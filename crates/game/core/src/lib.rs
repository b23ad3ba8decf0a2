//! Deterministic rules of the live strategy game.
//!
//! `game-core` defines the canonical rules (catalog, action kinds, engine,
//! world state) and exposes pure APIs reused by the runtime and the content
//! loaders. All state mutation flows through [`engine::GameEngine`], and
//! supporting crates depend on the types re-exported here.
pub mod action;
pub mod catalog;
pub mod config;
pub mod cost;
pub mod engine;
pub mod error;
pub mod plague;
pub mod rng;
pub mod scheduler;
pub mod state;

pub use action::{
    ActionArgs, ActionKind, ActionRegistry, ActionRejected, ActionResult, ActionStatus,
    ActionTransition, Capabilities, Message, MessageLevel,
};
pub use catalog::{Catalog, CatalogError, RawTables, ResourceClass};
pub use config::{GameConfig, PlagueConfig, RemedySpec};
pub use cost::{AmountOverflow, DicePairingError, DiceRequirement, DiceRoll, ResourceCost};
pub use engine::{
    ActionQuote, ActionRequest, ExecuteError, GameEngine, InitiatedAction, TickReport,
    TransitionPhase, TransitionPhaseError,
};
pub use error::{ErrorSeverity, GameError};
pub use plague::PlagueStats;
pub use rng::{PcgRng, RngOracle, compute_seed};
pub use scheduler::{PendingEffect, Scheduler};
pub use state::{
    Army, ArmyGoal, ArmyId, ArmyMode, EntityId, GameState, IntegrityViolation, LedgerError,
    MapState, ResourceLedger, StateDiff, TeamId, TeamState, Tick, TileIndex, TileState,
    WorldState,
};
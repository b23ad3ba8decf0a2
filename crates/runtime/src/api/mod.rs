//! Public runtime API surface.
//!
//! This module gathers the types exposed to consumers of the runtime crate so
//! other layers can stay focused on orchestration and workers.

pub mod errors;
pub mod handle;
pub mod report;
pub mod request;
pub mod sink;

pub use errors::{Result, RuntimeError};
pub use handle::RuntimeHandle;
pub use report::{SubmissionReport, TickSummary};
pub use request::{Submission, decode_args};
pub use sink::{ChannelSink, LogSink, NotificationSink, SinkError};
#[cfg(test)]
mod tests {
    use super::*;
    use crate::action::ActionResult;
    use crate::config::PlagueConfig;
    use crate::engine::testing::Harness;
    use crate::plague::PlagueStats;

    fn first_error(result: &ActionResult) -> Option<&str> {
        result.errors().next().map(|m| m.template.as_str())
    }

    fn raise(harness: &mut Harness, team: &str) -> ArmyId {
        harness.state.world.raise_army(&TeamId::from(team))
    }

    fn garrison(harness: &mut Harness, team: &str, tile: TileIndex, equipment: u32) -> ArmyId {
        let id = raise(harness, team);
        let army = harness.state.world.army_mut(&id).unwrap();
        army.equipment = equipment;
        army.occupy(tile);
        harness.state.map.tile_mut(tile).unwrap().occupant = Some(id.clone());
        id
    }

    fn deploy(army: &ArmyId, goal: ArmyGoal, equipment: u32) -> ArmyDeployArgs {
        ArmyDeployArgs {
            army: army.clone(),
            tile: 2,
            goal,
            equipment,
        }
    }

    #[test]
    fn army_occupies_a_free_tile_on_arrival() {
        let mut harness = Harness::new();
        let army = raise(&mut harness, "red");
        let result = harness.submit("red", deploy(&army, ArmyGoal::Occupy, 5));
        assert!(result.is_committed(), "{result:?}");
        assert_eq!(result.scheduled_delay, Some(6));
        assert_eq!(harness.balance("red", "pro-equipment"), Decimal::from(45));

        harness.tick_to(6);
        assert_eq!(harness.state.map.occupant_of(2), Some(&army));
        assert!(harness.state.controls_tile(&"red".into(), 2));
    }

    #[test]
    fn stronger_attacker_takes_the_tile() {
        let mut harness = Harness::new();
        let defender = garrison(&mut harness, "blue", 2, 4);
        let attacker = raise(&mut harness, "red");
        harness.submit("red", deploy(&attacker, ArmyGoal::Occupy, 10));

        let report = harness.tick_to(6);
        assert_eq!(report.effects[0].notifications.len(), 2);
        // 15 against 11, the winner loses half of the loser's equipment
        let winner = harness.state.world.army(&attacker).unwrap();
        assert_eq!(winner.mode, ArmyMode::Occupying);
        assert_eq!(winner.equipment, 8);
        let loser = harness.state.world.army(&defender).unwrap();
        assert_eq!((loser.mode, loser.equipment), (ArmyMode::Idle, 0));
        assert_eq!(harness.state.map.occupant_of(2), Some(&attacker));
    }

    #[test]
    fn tie_goes_to_the_defender() {
        let mut harness = Harness::new();
        let defender = garrison(&mut harness, "blue", 2, 4);
        let attacker = raise(&mut harness, "red");
        harness.submit("red", deploy(&attacker, ArmyGoal::Occupy, 6));
        harness.tick_to(6);

        let loser = harness.state.world.army(&attacker).unwrap();
        assert_eq!((loser.mode, loser.equipment), (ArmyMode::Idle, 0));
        assert_eq!(harness.state.world.army(&defender).unwrap().equipment, 1);
        assert_eq!(harness.balance("red", "pro-equipment"), Decimal::from(44));
    }

    #[test]
    fn boost_tips_the_balance() {
        let mut harness = Harness::new();
        garrison(&mut harness, "blue", 2, 4);
        let attacker = raise(&mut harness, "red");
        harness.submit("red", deploy(&attacker, ArmyGoal::Eliminate, 6));
        let boost = harness.submit(
            "red",
            ArmyBoostArgs {
                army: attacker.clone(),
                boost: 2,
            },
        );
        assert!(boost.is_committed(), "{boost:?}");
        assert_eq!(harness.balance("red", "res-work"), Decimal::from(90));

        harness.tick_to(6);
        // eliminate clears the tile and brings the survivors home
        assert_eq!(harness.state.map.occupant_of(2), None);
        let winner = harness.state.world.army(&attacker).unwrap();
        assert_eq!(winner.mode, ArmyMode::Idle);
        assert_eq!(harness.balance("red", "pro-equipment"), Decimal::from(48));
    }

    #[test]
    fn boost_is_refused_for_supply_runs_and_afflicted_teams() {
        let mut harness = Harness::new();
        garrison(&mut harness, "red", 2, 1);
        let runner = raise(&mut harness, "red");
        harness.submit("red", deploy(&runner, ArmyGoal::Supply, 3));
        let boost = ArmyBoostArgs {
            army: runner.clone(),
            boost: 1,
        };
        assert_eq!(
            first_error(&harness.submit("red", boost.clone())),
            Some("ACTION_SUPPLY_CANNOT_BOOST")
        );

        let raider = raise(&mut harness, "red");
        harness.submit("red", ArmyDeployArgs { tile: 3, ..deploy(&raider, ArmyGoal::Eliminate, 2) });
        harness.team_mut("red").plague = Some(PlagueStats::onset(&PlagueConfig::default(), 50));
        let boost = ArmyBoostArgs { army: raider, boost: 1 };
        assert_eq!(first_error(&harness.submit("red", boost)), Some("ACTION_AFFLICTED"));
    }

    #[test]
    fn supply_tops_up_the_holder_and_returns_the_rest() {
        let mut harness = Harness::new();
        let holder = garrison(&mut harness, "red", 2, 7);
        let runner = raise(&mut harness, "red");
        harness.submit("red", deploy(&runner, ArmyGoal::Supply, 5));
        harness.tick_to(6);

        assert_eq!(harness.state.world.army(&holder).unwrap().equipment, 10);
        assert_eq!(harness.state.world.army(&runner).unwrap().mode, ArmyMode::Idle);
        assert_eq!(harness.balance("red", "pro-equipment"), Decimal::from(47));
    }

    #[test]
    fn deployment_respects_capacity() {
        let mut harness = Harness::new();
        let army = raise(&mut harness, "red");
        assert_eq!(
            first_error(&harness.submit("red", deploy(&army, ArmyGoal::Occupy, 11))),
            Some("ACTION_EQUIPMENT_OVER_CAPACITY")
        );
        assert_eq!(
            first_error(&harness.submit("red", deploy(&army, ArmyGoal::Occupy, 0))),
            Some("ACTION_NO_EQUIPMENT")
        );
        let foreign = raise(&mut harness, "blue");
        assert_eq!(
            first_error(&harness.submit("red", deploy(&foreign, ArmyGoal::Occupy, 1))),
            Some("ACTION_NOT_ARMY_OWNER")
        );
    }

    #[test]
    fn retreat_frees_the_tile_and_refunds_equipment() {
        let mut harness = Harness::new();
        let army = raise(&mut harness, "red");
        harness.submit("red", deploy(&army, ArmyGoal::Occupy, 5));
        harness.tick_to(6);

        let result = harness.submit("red", ArmyRetreatArgs { army: army.clone() });
        assert!(result.is_committed(), "{result:?}");
        assert_eq!(harness.state.map.occupant_of(2), None);
        assert_eq!(harness.balance("red", "pro-equipment"), Decimal::from(50));

        let again = harness.submit("red", ArmyRetreatArgs { army });
        assert_eq!(first_error(&again), Some("ACTION_WRONG_ARMY_MODE"));
    }

    #[test]
    fn upgrades_stop_at_the_top_level() {
        let mut harness = Harness::new();
        let army = raise(&mut harness, "red");
        let upgrade = ArmyUpgradeArgs { army: army.clone() };
        assert!(harness.submit("red", upgrade.clone()).is_committed());
        assert!(harness.submit("red", upgrade.clone()).is_committed());
        assert_eq!(harness.balance("red", "res-work"), Decimal::from(40));
        assert_eq!(harness.state.world.army(&army).unwrap().level, 3);
        assert_eq!(
            first_error(&harness.submit("red", upgrade)),
            Some("ACTION_MAX_LEVEL")
        );
    }
}
#![allow(dead_code)]

use game_content::ContentFactory;
use game_core::{EntityId, GameState, TeamId};
use runtime::{NotificationSink, Runtime, RuntimeConfig};
use rust_decimal::Decimal;

/// Runtime over the bundled default game.
pub async fn start(sink: impl NotificationSink + 'static) -> Runtime {
    let game = ContentFactory::embedded().expect("embedded content loads");
    Runtime::builder()
        .config(RuntimeConfig::default())
        .catalog(game.catalog)
        .initial_state(game.state)
        .sink(sink)
        .build()
        .await
        .expect("runtime builds")
}

pub fn balance(state: &GameState, team: &str, resource: &str) -> Decimal {
    state
        .team(&TeamId::from(team))
        .expect("team exists")
        .resources
        .get(&EntityId::from(resource))
}
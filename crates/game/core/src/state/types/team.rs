use std::collections::{BTreeMap, BTreeSet};

use rust_decimal::Decimal;
use rust_decimal::prelude::ToPrimitive;

use super::{LedgerError, ResourceLedger, TeamId, TileIndex};
use crate::config::GameConfig;
use crate::plague::PlagueStats;
use crate::state::EntityId;

/// Per-team aggregate. Exactly one exists per team for the whole game.
#[derive(Clone, Debug, PartialEq, Eq)]
#[cfg_attr(feature = "serde", derive(serde::Serialize, serde::Deserialize))]
pub struct TeamState {
    pub id: TeamId,
    pub name: String,
    /// Tile the team always controls and where idle armies wait.
    pub home_tile: TileIndex,
    pub resources: ResourceLedger,
    pub researched: BTreeSet<EntityId>,
    pub researching: BTreeSet<EntityId>,
    /// Production consumed automatically by every feeding.
    pub granary: BTreeMap<EntityId, Decimal>,
    /// Materials held for physical withdrawal.
    pub storage: ResourceLedger,
    pub attributes: BTreeSet<EntityId>,
    /// Residents assigned to automated recipes.
    pub employees: BTreeMap<EntityId, u32>,
    pub last_fed_turn: Option<u32>,
    pub plague: Option<PlagueStats>,
}

impl TeamState {
    pub fn new(id: TeamId, name: impl Into<String>, home_tile: TileIndex) -> Self {
        Self {
            id,
            name: name.into(),
            home_tile,
            resources: ResourceLedger::new(),
            researched: BTreeSet::new(),
            researching: BTreeSet::new(),
            granary: BTreeMap::new(),
            storage: ResourceLedger::new(),
            attributes: BTreeSet::new(),
            employees: BTreeMap::new(),
            last_fed_turn: None,
            plague: None,
        }
    }

    /// Whole residents, as counted by the population resource.
    pub fn population(&self, config: &GameConfig) -> u32 {
        self.resources
            .get(&config.population_resource)
            .floor()
            .to_u32()
            .unwrap_or(u32::MAX)
    }

    /// Removes up to `count` residents and returns how many were removed.
    ///
    /// Plague counts are clamped so sick and immune never outnumber the living.
    pub fn remove_residents(
        &mut self,
        config: &GameConfig,
        count: u32,
    ) -> Result<u32, LedgerError> {
        let population = self.population(config);
        let removed = count.min(population);
        self.resources
            .take(&config.population_resource, Decimal::from(removed))?;

        if let Some(plague) = &mut self.plague {
            let living = population - removed;
            plague.sick = plague.sick.min(living);
            plague.immune = plague.immune.min(living - plague.sick);
        }
        Ok(removed)
    }

    pub fn is_afflicted(&self) -> bool {
        self.plague.is_some()
    }

    /// Residents assigned to automated recipes, saturating at `u32::MAX`.
    pub fn total_employees(&self) -> u32 {
        self.employees
            .values()
            .fold(0u32, |total, count| total.saturating_add(*count))
    }

    pub fn was_fed_in(&self, turn: u32) -> bool {
        self.last_fed_turn == Some(turn)
    }
}
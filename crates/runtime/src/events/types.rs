//! Event types for different topics.

use serde::{Deserialize, Serialize};

use game_core::{ActionKind, ActionResult, Message, StateDiff, TeamId, Tick, TransitionPhase};

/// Events related to submitted actions.
#[derive(Debug, Clone, Serialize, Deserialize)]
pub enum ActionEvent {
    /// The action passed commit and its state is live.
    Committed {
        result: Box<ActionResult>,
        clock: Tick,
    },

    /// A precondition failed. State is untouched.
    Rejected {
        kind: ActionKind,
        team: Option<TeamId>,
        code: String,
        error: String,
        clock: Tick,
    },

    /// The action would have broken a state invariant. State is untouched.
    Aborted {
        kind: ActionKind,
        team: Option<TeamId>,
        phase: TransitionPhase,
        error: String,
        clock: Tick,
    },
}

/// Published after every tick that moved the clock or consumed an effect.
#[derive(Debug, Clone, Serialize, Deserialize)]
pub struct TickEvent {
    pub clock: Tick,
    /// Delayed effects consumed by this tick, committed or not.
    pub effects: usize,
    pub diff: StateDiff,
}

/// One message addressed to one team.
#[derive(Debug, Clone, PartialEq, Eq, Serialize, Deserialize)]
pub struct NotificationEvent {
    pub team: TeamId,
    pub message: Message,
    pub clock: Tick,
}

┄┄┄┄┄┄┄┄┄┄┄┄┄┄┄┄┄┄┄┄

Problem statement: Could you retype exactly the lines above, starting at the line that contains "#[cfg(test)]" and ending at the line that contains "deploy(&attacker, ArmyGoal::Occupy, 10));", and nothing more?

Task output:
#[cfg(test)]
mod tests {
    use super::*;
    use crate::action::ActionResult;
    use crate::config::PlagueConfig;
    use crate::engine::testing::Harness;
    use crate::plague::PlagueStats;

    fn first_error(result: &ActionResult) -> Option<&str> {
        result.errors().next().map(|m| m.template.as_str())
    }

    fn raise(harness: &mut Harness, team: &str) -> ArmyId {
        harness.state.world.raise_army(&TeamId::from(team))
    }

    fn garrison(harness: &mut Harness, team: &str, tile: TileIndex, equipment: u32) -> ArmyId {
        let id = raise(harness, team);
        let army = harness.state.world.army_mut(&id).unwrap();
        army.equipment = equipment;
        army.occupy(tile);
        harness.state.map.tile_mut(tile).unwrap().occupant = Some(id.clone());
        id
    }

    fn deploy(army: &ArmyId, goal: ArmyGoal, equipment: u32) -> ArmyDeployArgs {
        ArmyDeployArgs {
            army: army.clone(),
            tile: 2,
            goal,
            equipment,
        }
    }

    #[test]
    fn army_occupies_a_free_tile_on_arrival() {
        let mut harness = Harness::new();
        let army = raise(&mut harness, "red");
        let result = harness.submit("red", deploy(&army, ArmyGoal::Occupy, 5));
        assert!(result.is_committed(), "{result:?}");
        assert_eq!(result.scheduled_delay, Some(6));
        assert_eq!(harness.balance("red", "pro-equipment"), Decimal::from(45));

        harness.tick_to(6);
        assert_eq!(harness.state.map.occupant_of(2), Some(&army));
        assert!(harness.state.controls_tile(&"red".into(), 2));
    }

    #[test]
    fn stronger_attacker_takes_the_tile() {
        let mut harness = Harness::new();
        let defender = garrison(&mut harness, "blue", 2, 4);
        let attacker = raise(&mut harness, "red");
        harness.submit("red", deploy(&attacker, ArmyGoal::Occupy, 10));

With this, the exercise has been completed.